Navigating Space – connection and cooperation. A vision for defence in space

Since the dawn of space exploration, the military has been on point. The first satellites were funded by defence departments. The first astronauts were air force and navy personnel. Many of the technologies now driving space exploration were born in government labs and research facilities. Now the space domain is becoming more congested and contested. New technologies are rapidly emerging. Barriers to entry are falling and new players – both governmental and commercial – are vying for advantage.

At the same time, humanity’s reliance on space activity is becoming more ingrained every day. Once supreme in the space domain, the defence sector is being asked to reassess the role they play in this increasingly critical domain.

A new report developed in partnership with the Space Foundation explores the role space will play in defence and national security in the future. The report features the perspectives of almost two-dozen international leaders across defence and industry, at the highest levels of the space domain.

The research revealed four key predictions.

  1. Space will define the future of national security.

Space organisations are becoming the norm in defence departments and will support our longevity in space through managing traffic and debris as well as our sustainability on earth.

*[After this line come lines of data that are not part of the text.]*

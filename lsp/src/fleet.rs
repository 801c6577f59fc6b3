//! Owns every running language-server connection, one per workspace folder.

use std::collections::HashMap;
use std::path::{Path, PathBuf};
use std::sync::Arc;

use tern_config::Settings;
use tern_host::{Host, WorkspaceFolder};
use tern_provision::{Installer, Platform, Resolver, UpdateChecker, check_validity};
use tokio::sync::mpsc;
use tokio::task::JoinSet;

use crate::client::{ClientEvent, StopReason, WorkspaceClient};
use crate::diagnostics::DiagnosticsStore;
use crate::protocol::normalize_path;

const EVENT_CHANNEL_CAPACITY: usize = 32;

/// Editor-side lifecycle events the fleet reacts to.
#[derive(Debug)]
pub enum FleetEvent {
    FolderAdded(WorkspaceFolder),
    FolderRemoved(WorkspaceFolder),
    ConfigChanged(Settings),
    RestartRequested,
}

/// The connection manager.
///
/// Single-owner design: all clients live in the fleet's event loop, so
/// starting, stopping, and restarting never race each other. Closing the
/// [`FleetEvent`] sender tears every connection down and ends [`Fleet::run`].
pub struct Fleet {
    settings: Settings,
    host: Arc<dyn Host>,
    resolver: Resolver,
    updater: UpdateChecker,
    installer: Installer,
    folders: Vec<WorkspaceFolder>,
    entries: HashMap<PathBuf, WorkspaceClient>,
    diagnostics: DiagnosticsStore,
    events_rx: mpsc::Receiver<FleetEvent>,
    client_tx: mpsc::Sender<ClientEvent>,
    client_rx: mpsc::Receiver<ClientEvent>,
}

impl Fleet {
    #[must_use]
    pub fn new(settings: Settings, host: Arc<dyn Host>) -> (Self, mpsc::Sender<FleetEvent>) {
        Self::with_parts(
            settings,
            host,
            Resolver::new(),
            UpdateChecker::new(),
            Installer::new(Platform::current()),
        )
    }

    /// Construction seam for tests: inject the provisioning collaborators.
    #[must_use]
    pub fn with_parts(
        settings: Settings,
        host: Arc<dyn Host>,
        resolver: Resolver,
        updater: UpdateChecker,
        installer: Installer,
    ) -> (Self, mpsc::Sender<FleetEvent>) {
        let (events_tx, events_rx) = mpsc::channel(EVENT_CHANNEL_CAPACITY);
        let (client_tx, client_rx) = mpsc::channel(EVENT_CHANNEL_CAPACITY);
        let fleet = Self {
            settings,
            host,
            resolver,
            updater,
            installer,
            folders: Vec::new(),
            entries: HashMap::new(),
            diagnostics: DiagnosticsStore::new(),
            events_rx,
            client_tx,
            client_rx,
        };
        (fleet, events_tx)
    }

    /// Drive the fleet until the [`FleetEvent`] sender is dropped, then
    /// shut every connection down before returning.
    pub async fn run(mut self) {
        loop {
            tokio::select! {
                event = self.events_rx.recv() => match event {
                    Some(event) => self.handle_event(event).await,
                    None => break,
                },
                event = self.client_rx.recv() => {
                    // Never `None`: the fleet holds a sender clone.
                    if let Some(event) = event {
                        self.handle_client_event(event);
                    }
                }
            }
        }

        tracing::info!("shutting down {} server connection(s)", self.entries.len());
        let mut shutdowns = JoinSet::new();
        for (root, client) in self.entries.drain() {
            // Same contract as stop_folder: nothing a client published may
            // outlive it on the host surface.
            self.diagnostics.clear_folder(&root);
            self.host.clear_diagnostics(&root);
            shutdowns.spawn(client.shutdown());
        }
        while shutdowns.join_next().await.is_some() {}
    }

    async fn handle_event(&mut self, event: FleetEvent) {
        match event {
            FleetEvent::FolderAdded(folder) => {
                let root = normalize_path(folder.root());
                if !self.folders.iter().any(|f| normalize_path(f.root()) == root) {
                    self.folders.push(folder.clone());
                }
                self.start_folder(folder).await;
            }
            FleetEvent::FolderRemoved(folder) => {
                let root = normalize_path(folder.root());
                self.folders.retain(|f| normalize_path(f.root()) != root);
                self.stop_folder(&root).await;
            }
            FleetEvent::ConfigChanged(settings) => {
                let path_changed = settings.server_path != self.settings.server_path;
                self.settings = settings;
                if path_changed {
                    tracing::info!("server path configuration changed, restarting servers");
                    self.restart_entries().await;
                }
            }
            FleetEvent::RestartRequested => {
                if let Some(folder) = self.folders.first().cloned() {
                    self.start_folder(folder).await;
                } else {
                    self.host.show_info(
                        "Tern Language Server restart requested, but no workspace folder is open.",
                    );
                }
            }
        }
    }

    fn handle_client_event(&mut self, event: ClientEvent) {
        match event {
            ClientEvent::Diagnostics {
                folder,
                path,
                items,
            } => {
                tracing::debug!(
                    folder = %folder.display(),
                    path = %path.display(),
                    count = items.len(),
                    "diagnostics update"
                );
                self.host.publish_diagnostics(&path, &items);
                self.diagnostics.update(path, items);
                let status = self.diagnostics.snapshot().status_string();
                if !status.is_empty() {
                    tracing::debug!(%status, "workspace diagnostics");
                }
            }
            ClientEvent::Stopped { folder, reason } => match reason {
                StopReason::Exited => {
                    tracing::info!(folder = %folder.display(), "server connection closed");
                }
                StopReason::Failed(message) => {
                    tracing::warn!(folder = %folder.display(), "server connection failed: {message}");
                }
            },
        }
    }

    /// Resolve a binary and start a connection for `folder`, replacing any
    /// existing connection for the same root.
    async fn start_folder(&mut self, folder: WorkspaceFolder) {
        let root = normalize_path(folder.root());
        if self.entries.contains_key(&root) {
            // Restart path: the old connection's diagnostics are cleared
            // and its teardown completes before the new spawn begins.
            self.stop_folder(&root).await;
        }

        let Some(binary) = self
            .resolver
            .resolve(&self.settings, &self.folders, self.host.as_ref())
            .await
        else {
            // The resolver already surfaced anything the user must see.
            tracing::info!(folder = %folder.name(), "no server binary resolved");
            return;
        };

        if !check_validity(&binary).await {
            self.host.show_error(&format!(
                "Tern Language Server not found at {}.",
                binary.display()
            ));
            return;
        }

        self.updater
            .check(&binary, &self.settings, self.host.as_ref(), &self.installer)
            .await;

        match WorkspaceClient::start(
            folder.clone(),
            &binary,
            self.host.as_ref(),
            self.client_tx.clone(),
        )
        .await
        {
            Ok(client) => {
                tracing::info!(
                    folder = %folder.name(),
                    binary = %binary.display(),
                    "language server started"
                );
                self.entries.insert(root, client);
            }
            Err(e) => {
                self.host
                    .show_error(&format!("Failed to start Tern Language Server: {e:#}"));
            }
        }
    }

    /// Stop the connection for `root` and drop everything it published.
    async fn stop_folder(&mut self, root: &Path) {
        self.diagnostics.clear_folder(root);
        self.host.clear_diagnostics(root);
        if let Some(client) = self.entries.remove(root) {
            client.shutdown().await;
        }
    }

    /// Stop and start every folder that currently has a connection.
    async fn restart_entries(&mut self) {
        let folders: Vec<WorkspaceFolder> = self
            .entries
            .values()
            .map(|client| client.folder().clone())
            .collect();
        for folder in folders {
            self.start_folder(folder).await;
        }
    }
}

  1. The pace of innovation will continue to quicken.

A range of new capabilities are emerging in the space domain, from AI image processing to remote proximity operations. Agility and speed will be essential to stay ahead of the curve.

  1. Partnerships will be crucial to long-term success.

International partners are increasingly coordinating their activities in space through existing and new alliances. We expect new partners to join these as their capabilities develop.

  1. Alignment on norms will unlock advancement.

Transparent and open communication from military actors in space will be key to avoiding conflict and agreed norms will be key. We expect reimagined workforce and organisation structure to support ‘information-age’ capabilities.

The report provides takeaways for defence, government and industry stakeholders and a number of these have particular relevance for Australia.

Australia needs to define a national space policy and implementation plan which encapsulates defence and civil focus areas. This will enable broad coordination on dual use capabilities and funding, while also provide key demand signals to the market. This enables Australian companies to align their capability development to these requirements.

But we need to move faster – no longer are 5 to 10 year procurements suitable, when technology is being iterated so quickly in commercial environments. Adjust the risk appetite and encourage ‘fast failure’ in order to enable faster iteration and reduce time to development by using industry capability and capacity.

Important decisions are required to enable our current space budgets to develop Australian Industry Capability. Grant programs need to provide a clear path to scale, rather than simply keeping the lights on. Having a number of medium to large Australian space companies will enable them to play a leading role in the provision of services to defence and government in the future, while building their supply chains with other local SMEs.

Finally, we need to invest in the future workforce. To enable this we need to identify and assess the national skills and capabilities required for success in the space domain. Consider how local, national and regional policies could be adapted to encourage skills inflow. Encourage relevant skills development from secondary schools through to entry into the workforce.

Ultimately, our KPMG paper finds that – while the domain is evolving at a rapid pace with rising competition and potential for risk – the path to sustainable space operations and human habitation lies squarely in improved connection and cooperation.